→ **EXERCISE**: The required output is the lines below from the line containing "repository c4d7e95c11f143c8" to the line containing "assert!(matches!(cli.command, Some(Commands::Preview(ref cmd))", inclusive, retyped exactly. No other lines belong in it.

→ **DATA EXCERPTS**:
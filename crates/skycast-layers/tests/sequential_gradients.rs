use skycast_layers::prelude::*;

fn network() -> Sequential {
    SequentialConfig::new(3)
        .add_dense(4, ActivationType::None, Regularizer::L2(0.01))
        .add_batch_norm(0.01, 1e-3)
        .add_dense(1, ActivationType::None, Regularizer::None)
        .build(42)
        .unwrap()
}

fn inputs() -> (Tensor, Tensor) {
    let x = Tensor::from_data(
        &[4, 3],
        vec![
            0.5, -1.0, 2.0, //
            1.5, 0.0, -0.5, //
            -2.0, 1.0, 1.0, //
            0.3, 0.7, -1.2,
        ],
    );
    let upstream = Tensor::from_data(&[4, 1], vec![1.0, -0.5, 0.25, 2.0]);
    (x, upstream)
}

fn objective(net: &Sequential, x: &Tensor, upstream: &Tensor) -> f32 {
    let mut net = net.clone();
    net.forward_train(x).unwrap().mul(upstream).sum() + net.regularization_loss()
}

#[test]
fn test_backward_matches_finite_differences() {
    let (x, upstream) = inputs();
    let mut net = network();
    net.forward_train(&x).unwrap();
    net.backward(&upstream).unwrap();
    let analytic = net.collect_gradients().unwrap();

    let h = 1e-2;
    let num_params = net.parameters().len();
    for p in 0..num_params {
        let numel = net.parameters()[p].numel();
        for i in 0..numel {
            let mut plus = network();
            plus.parameters_mut()[p].data_mut()[i] += h;
            let mut minus = network();
            minus.parameters_mut()[p].data_mut()[i] -= h;

            let numeric =
                (objective(&plus, &x, &upstream) - objective(&minus, &x, &upstream)) / (2.0 * h);
            let got = analytic[p].data()[i];
            assert!(
                (numeric - got).abs() < 2e-2 * (1.0 + numeric.abs()),
                "param {} index {}: numeric {} vs analytic {}",
                p,
                i,
                numeric,
                got
            );
        }
    }
}

#[test]
fn test_serialized_network_keeps_running_stats() {
    let (x, _) = inputs();
    let mut net = network();
    for _ in 0..5 {
        net.forward_train(&x).unwrap();
    }
    net.set_training(false);

    let bytes = bincode::serialize(&net).unwrap();
    let restored: Sequential = bincode::deserialize(&bytes).unwrap();

    assert!(!restored.is_training());
    assert_eq!(restored.config(), net.config());
    assert_eq!(restored.forward(&x).unwrap(), net.forward(&x).unwrap());
}
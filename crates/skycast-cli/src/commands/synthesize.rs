//! Synthesize Command Implementation

use std::path::PathBuf;

use anyhow::{Context, Result};
use clap::Args;
use skycast_data::{generate, SyntheticConfig};
use tracing::info;

/// Write a synthetic weather history in the input CSV layout
#[derive(Args, Debug, Clone)]
pub struct SynthesizeCommand {
    /// Number of hourly rows
    #[arg(long, short = 'r', default_value_t = 1000)]
    pub rows: usize,

    /// Number of distinct weather labels (1-10)
    #[arg(long, short = 'k', default_value_t = 4)]
    pub categories: usize,

    /// Destination file
    #[arg(long)]
    pub out: PathBuf,

    /// Random seed
    #[arg(long, short = 's', default_value_t = 42)]
    pub seed: u64,

    /// Probability of leaving a cell empty (first row is always complete)
    #[arg(long, default_value_t = 0.0)]
    pub missing_rate: f64,
}

impl SynthesizeCommand {
    /// Generator settings from the flags
    pub fn config(&self) -> SyntheticConfig {
        SyntheticConfig::new(self.rows, self.categories, self.seed)
            .with_missing_rate(self.missing_rate)
    }

    /// Execute the synthesize command
    pub fn run(&self) -> Result<()> {
        let table = generate(&self.config()).context("Invalid synthetic data settings")?;
        table
            .write_csv(&self.out)
            .with_context(|| format!("Failed to write {}", self.out.display()))?;
        info!(path = %self.out.display(), rows = table.len(), "Wrote synthetic history");
        println!("Wrote {} rows to {}", table.len(), self.out.display());
        Ok(())
    }
}
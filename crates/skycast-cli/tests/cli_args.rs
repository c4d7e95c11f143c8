use clap::Parser;
use skycast_cli::{Cli, Commands};
use std::path::PathBuf;
use tempfile::tempdir;

#[test]
fn cli_without_command_trains_with_defaults() {
    let cli = Cli::parse_from(["skycast"]);
    assert!(cli.command.is_none());
    assert!(cli.global.config.is_none());
    let config = cli.global.pipeline_config().unwrap();
    assert_eq!(config.data.path, PathBuf::from("Bucharest_Hist_Temp.csv"));
    assert_eq!(config.output.dir, PathBuf::from("models"));
    assert_eq!(config.training.epochs, 100);
}

#[test]
fn cli_parses_global_flags_after_subcommand() {
    let cli = Cli::parse_from([
        "skycast",
        "train",
        "--data",
        "history.csv",
        "--output-dir",
        "out",
        "--epochs",
        "5",
    ]);
    assert_eq!(cli.global.data, Some(PathBuf::from("history.csv")));
    assert_eq!(cli.global.output_dir, Some(PathBuf::from("out")));
    match cli.command {
        Some(Commands::Train(cmd)) => assert_eq!(cmd.epochs, Some(5)),
        other => panic!("unexpected command: {:?}", other),
    }
}

#[test]
fn cli_parses_preview_rows() {
    let cli = Cli::parse_from(["skycast", "preview"]);
    match cli.command {
        Some(Commands::Preview(cmd)) => assert_eq!(cmd.rows, 10),
        other => panic!("unexpected command: {:?}", other),
    }
    let cli = Cli::parse_from(["skycast", "preview", "--rows", "3"]);
    assert!(matches!(cli.command, Some(Commands::Preview(ref cmd)) if cmd.rows == 3));
}

#[test]
fn cli_synthesize_requires_out() {
    assert!(Cli::try_parse_from(["skycast", "synthesize", "--rows", "10"]).is_err());
    let cli = Cli::parse_from(["skycast", "synthesize", "--out", "x.csv", "--categories", "2"]);
    match cli.command {
        Some(Commands::Synthesize(cmd)) => {
            assert_eq!(cmd.rows, 1000);
            assert_eq!(cmd.categories, 2);
            assert_eq!(cmd.seed, 42);
        }
        other => panic!("unexpected command: {:?}", other),
    }
}

#[test]
fn config_file_is_overridden_by_flags() {
    let dir = tempdir().unwrap();
    let config_path = dir.path().join("skycast.json");
    std::fs::write(
        &config_path,
        r#"{"data": {"path": "from_file.csv"}, "training": {"batch_size": 16}}"#,
    )
    .unwrap();

    let config_arg = config_path.to_str().unwrap();
    let cli = Cli::parse_from(["skycast", "--config", config_arg]);
    let config = cli.global.pipeline_config().unwrap();
    assert_eq!(config.data.path, PathBuf::from("from_file.csv"));
    assert_eq!(config.training.batch_size, 16);

    let cli = Cli::parse_from(["skycast", "--config", config_arg, "--data", "flag.csv"]);
    let config = cli.global.pipeline_config().unwrap();
    assert_eq!(config.data.path, PathBuf::from("flag.csv"));
}

#[test]
fn bad_config_file_is_reported() {
    let dir = tempdir().unwrap();
    let config_path = dir.path().join("broken.json");
    std::fs::write(&config_path, "{ not json").unwrap();
    let cli = Cli::parse_from(["skycast", "--config", config_path.to_str().unwrap()]);
    let err = cli.global.pipeline_config().unwrap_err();
    assert!(err.to_string().contains("Failed to parse config JSON"));
}

#[test]
fn synthesize_then_train() {
    let dir = tempdir().unwrap();
    let data = dir.path().join("history.csv");
    let out = dir.path().join("models");
    let data_arg = data.to_str().unwrap();
    let out_arg = out.to_str().unwrap();

    Cli::parse_from(["skycast", "synthesize", "--rows", "150", "--out", data_arg])
        .run()
        .unwrap();
    assert!(data.exists());

    Cli::parse_from(["skycast", "--data", data_arg, "preview", "-n", "2"])
        .run()
        .unwrap();

    Cli::parse_from([
        "skycast",
        "--data",
        data_arg,
        "--output-dir",
        out_arg,
        "train",
        "--epochs",
        "3",
    ])
    .run()
    .unwrap();
    assert!(out.join("weather_model.bin").exists());
    assert!(out.join("scaler.json").exists());
}

#[test]
fn missing_input_fails_with_context() {
    let dir = tempdir().unwrap();
    let data = dir.path().join("nope.csv");
    let err = Cli::parse_from(["skycast", "--data", data.to_str().unwrap(), "train"])
        .run()
        .unwrap_err();
    assert!(format!("{:#}", err).contains("nope.csv"));
}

→ **COMPLETED EXERCISE**:
repository c4d7e95c11f143c8
use clap::Parser;
use skycast_cli::{Cli, Commands};
use std::path::PathBuf;
use tempfile::tempdir;

#[test]
fn cli_without_command_trains_with_defaults() {
    let cli = Cli::parse_from(["skycast"]);
    assert!(cli.command.is_none());
    assert!(cli.global.config.is_none());
    let config = cli.global.pipeline_config().unwrap();
    assert_eq!(config.data.path, PathBuf::from("Bucharest_Hist_Temp.csv"));
    assert_eq!(config.output.dir, PathBuf::from("models"));
    assert_eq!(config.training.epochs, 100);
}

#[test]
fn cli_parses_global_flags_after_subcommand() {
    let cli = Cli::parse_from([
        "skycast",
        "train",
        "--data",
        "history.csv",
        "--output-dir",
        "out",
        "--epochs",
        "5",
    ]);
    assert_eq!(cli.global.data, Some(PathBuf::from("history.csv")));
    assert_eq!(cli.global.output_dir, Some(PathBuf::from("out")));
    match cli.command {
        Some(Commands::Train(cmd)) => assert_eq!(cmd.epochs, Some(5)),
        other => panic!("unexpected command: {:?}", other),
    }
}

#[test]
fn cli_parses_preview_rows() {
    let cli = Cli::parse_from(["skycast", "preview"]);
    match cli.command {
        Some(Commands::Preview(cmd)) => assert_eq!(cmd.rows, 10),
        other => panic!("unexpected command: {:?}", other),
    }
    let cli = Cli::parse_from(["skycast", "preview", "--rows", "3"]);
    assert!(matches!(cli.command, Some(Commands::Preview(ref cmd)) if cmd.rows == 3));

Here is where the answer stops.